EXERCISE MATERIALS
##########

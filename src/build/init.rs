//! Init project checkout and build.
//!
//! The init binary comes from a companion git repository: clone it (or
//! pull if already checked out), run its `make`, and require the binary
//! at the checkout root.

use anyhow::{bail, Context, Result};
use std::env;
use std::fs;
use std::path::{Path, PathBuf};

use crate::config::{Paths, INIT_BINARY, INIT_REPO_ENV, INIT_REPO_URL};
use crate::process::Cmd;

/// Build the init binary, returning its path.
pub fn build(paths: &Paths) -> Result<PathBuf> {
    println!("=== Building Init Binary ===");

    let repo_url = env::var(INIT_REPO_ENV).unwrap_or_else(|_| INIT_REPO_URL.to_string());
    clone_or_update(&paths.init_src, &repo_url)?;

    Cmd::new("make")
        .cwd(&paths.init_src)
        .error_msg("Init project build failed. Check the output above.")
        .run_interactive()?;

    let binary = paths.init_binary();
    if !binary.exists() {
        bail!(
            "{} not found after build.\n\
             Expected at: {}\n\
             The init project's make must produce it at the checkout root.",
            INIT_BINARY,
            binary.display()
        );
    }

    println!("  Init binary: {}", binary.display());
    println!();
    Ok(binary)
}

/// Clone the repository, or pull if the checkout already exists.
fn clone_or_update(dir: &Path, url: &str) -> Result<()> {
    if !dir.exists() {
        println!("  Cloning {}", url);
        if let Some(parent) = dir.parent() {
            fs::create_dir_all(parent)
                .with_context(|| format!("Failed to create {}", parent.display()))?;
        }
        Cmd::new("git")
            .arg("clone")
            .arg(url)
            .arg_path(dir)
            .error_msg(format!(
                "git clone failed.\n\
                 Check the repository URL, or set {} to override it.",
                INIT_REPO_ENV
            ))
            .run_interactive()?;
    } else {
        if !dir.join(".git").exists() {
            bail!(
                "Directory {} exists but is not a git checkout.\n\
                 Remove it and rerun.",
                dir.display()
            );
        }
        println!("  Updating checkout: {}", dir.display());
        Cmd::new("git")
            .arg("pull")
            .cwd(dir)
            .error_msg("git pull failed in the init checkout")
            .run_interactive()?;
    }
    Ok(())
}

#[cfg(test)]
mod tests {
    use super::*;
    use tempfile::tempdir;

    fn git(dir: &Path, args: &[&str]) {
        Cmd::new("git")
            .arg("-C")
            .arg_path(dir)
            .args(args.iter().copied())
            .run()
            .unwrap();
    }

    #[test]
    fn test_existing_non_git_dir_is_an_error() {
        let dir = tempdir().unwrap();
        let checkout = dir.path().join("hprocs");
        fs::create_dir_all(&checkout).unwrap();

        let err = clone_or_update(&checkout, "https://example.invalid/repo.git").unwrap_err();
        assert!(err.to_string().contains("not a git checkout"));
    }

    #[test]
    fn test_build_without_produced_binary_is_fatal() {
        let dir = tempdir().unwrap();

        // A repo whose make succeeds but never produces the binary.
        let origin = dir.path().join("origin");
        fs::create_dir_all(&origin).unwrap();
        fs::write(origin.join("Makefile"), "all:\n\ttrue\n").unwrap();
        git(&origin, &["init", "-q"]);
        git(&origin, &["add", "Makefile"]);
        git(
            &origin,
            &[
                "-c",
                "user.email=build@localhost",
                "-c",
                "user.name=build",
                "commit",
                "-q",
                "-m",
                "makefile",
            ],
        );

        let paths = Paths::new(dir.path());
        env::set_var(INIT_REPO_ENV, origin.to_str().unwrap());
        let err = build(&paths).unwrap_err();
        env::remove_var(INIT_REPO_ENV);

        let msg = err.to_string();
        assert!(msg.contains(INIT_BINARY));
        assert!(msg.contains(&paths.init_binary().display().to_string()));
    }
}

##########

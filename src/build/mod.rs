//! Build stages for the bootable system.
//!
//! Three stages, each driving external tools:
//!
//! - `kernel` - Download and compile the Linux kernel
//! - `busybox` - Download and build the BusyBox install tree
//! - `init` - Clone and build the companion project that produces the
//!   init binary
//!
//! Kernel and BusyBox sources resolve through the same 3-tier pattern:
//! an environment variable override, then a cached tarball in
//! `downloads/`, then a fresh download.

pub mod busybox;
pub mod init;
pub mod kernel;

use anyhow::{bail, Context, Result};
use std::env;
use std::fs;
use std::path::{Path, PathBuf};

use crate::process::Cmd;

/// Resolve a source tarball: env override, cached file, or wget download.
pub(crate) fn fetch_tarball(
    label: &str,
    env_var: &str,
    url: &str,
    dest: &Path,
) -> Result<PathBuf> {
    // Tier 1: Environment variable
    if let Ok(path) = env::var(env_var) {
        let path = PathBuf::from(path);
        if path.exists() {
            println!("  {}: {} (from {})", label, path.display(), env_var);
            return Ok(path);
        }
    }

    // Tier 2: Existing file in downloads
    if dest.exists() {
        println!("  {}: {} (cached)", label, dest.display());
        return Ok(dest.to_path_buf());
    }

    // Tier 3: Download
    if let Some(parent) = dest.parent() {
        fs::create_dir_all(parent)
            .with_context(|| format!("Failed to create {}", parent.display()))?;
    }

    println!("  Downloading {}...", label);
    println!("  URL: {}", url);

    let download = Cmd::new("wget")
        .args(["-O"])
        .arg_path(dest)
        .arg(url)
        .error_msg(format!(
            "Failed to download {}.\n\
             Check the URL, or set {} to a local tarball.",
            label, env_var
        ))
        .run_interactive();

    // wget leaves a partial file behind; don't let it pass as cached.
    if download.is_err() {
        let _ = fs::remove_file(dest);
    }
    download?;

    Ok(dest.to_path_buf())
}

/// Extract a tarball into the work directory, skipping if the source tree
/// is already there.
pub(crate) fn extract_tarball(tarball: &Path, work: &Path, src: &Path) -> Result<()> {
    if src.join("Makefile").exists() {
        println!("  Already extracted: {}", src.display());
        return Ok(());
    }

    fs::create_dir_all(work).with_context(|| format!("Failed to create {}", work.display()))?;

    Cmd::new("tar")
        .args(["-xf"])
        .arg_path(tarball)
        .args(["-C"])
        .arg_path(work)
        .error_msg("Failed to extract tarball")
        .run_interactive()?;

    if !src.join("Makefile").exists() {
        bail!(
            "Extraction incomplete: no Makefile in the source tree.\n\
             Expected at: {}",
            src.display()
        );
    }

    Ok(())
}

##########

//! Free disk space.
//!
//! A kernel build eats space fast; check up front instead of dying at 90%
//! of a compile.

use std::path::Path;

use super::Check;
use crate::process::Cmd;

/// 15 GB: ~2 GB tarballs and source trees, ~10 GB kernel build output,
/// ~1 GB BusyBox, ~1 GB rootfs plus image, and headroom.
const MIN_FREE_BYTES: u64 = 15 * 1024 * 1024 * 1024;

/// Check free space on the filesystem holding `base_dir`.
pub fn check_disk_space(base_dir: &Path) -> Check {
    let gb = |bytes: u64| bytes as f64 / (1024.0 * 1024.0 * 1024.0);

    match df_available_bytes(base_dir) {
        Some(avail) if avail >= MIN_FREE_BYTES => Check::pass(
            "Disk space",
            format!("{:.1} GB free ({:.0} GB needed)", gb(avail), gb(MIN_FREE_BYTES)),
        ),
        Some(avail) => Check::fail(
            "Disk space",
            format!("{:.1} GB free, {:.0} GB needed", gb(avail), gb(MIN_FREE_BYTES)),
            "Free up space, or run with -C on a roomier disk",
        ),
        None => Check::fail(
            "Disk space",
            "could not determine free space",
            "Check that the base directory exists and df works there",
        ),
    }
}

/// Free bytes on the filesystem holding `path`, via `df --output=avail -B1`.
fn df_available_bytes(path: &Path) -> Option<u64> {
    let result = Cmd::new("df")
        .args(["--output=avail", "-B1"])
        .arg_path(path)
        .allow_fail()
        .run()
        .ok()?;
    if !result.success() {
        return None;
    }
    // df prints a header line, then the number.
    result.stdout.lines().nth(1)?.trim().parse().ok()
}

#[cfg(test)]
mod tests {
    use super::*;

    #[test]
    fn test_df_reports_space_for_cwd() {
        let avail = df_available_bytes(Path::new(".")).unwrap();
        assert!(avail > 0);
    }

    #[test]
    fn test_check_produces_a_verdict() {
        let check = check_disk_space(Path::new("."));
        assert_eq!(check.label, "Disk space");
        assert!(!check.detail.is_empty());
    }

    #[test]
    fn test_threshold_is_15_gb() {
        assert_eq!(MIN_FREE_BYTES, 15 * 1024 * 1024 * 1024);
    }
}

##########

AIM OF THE EXERCISE
Which lines of the entries above contain the string "then"? Copy each one.

WRITTEN SOLUTION
//! an environment variable override, then a cached tarball in
//! `downloads/`, then a fresh download.
    // df prints a header line, then the number.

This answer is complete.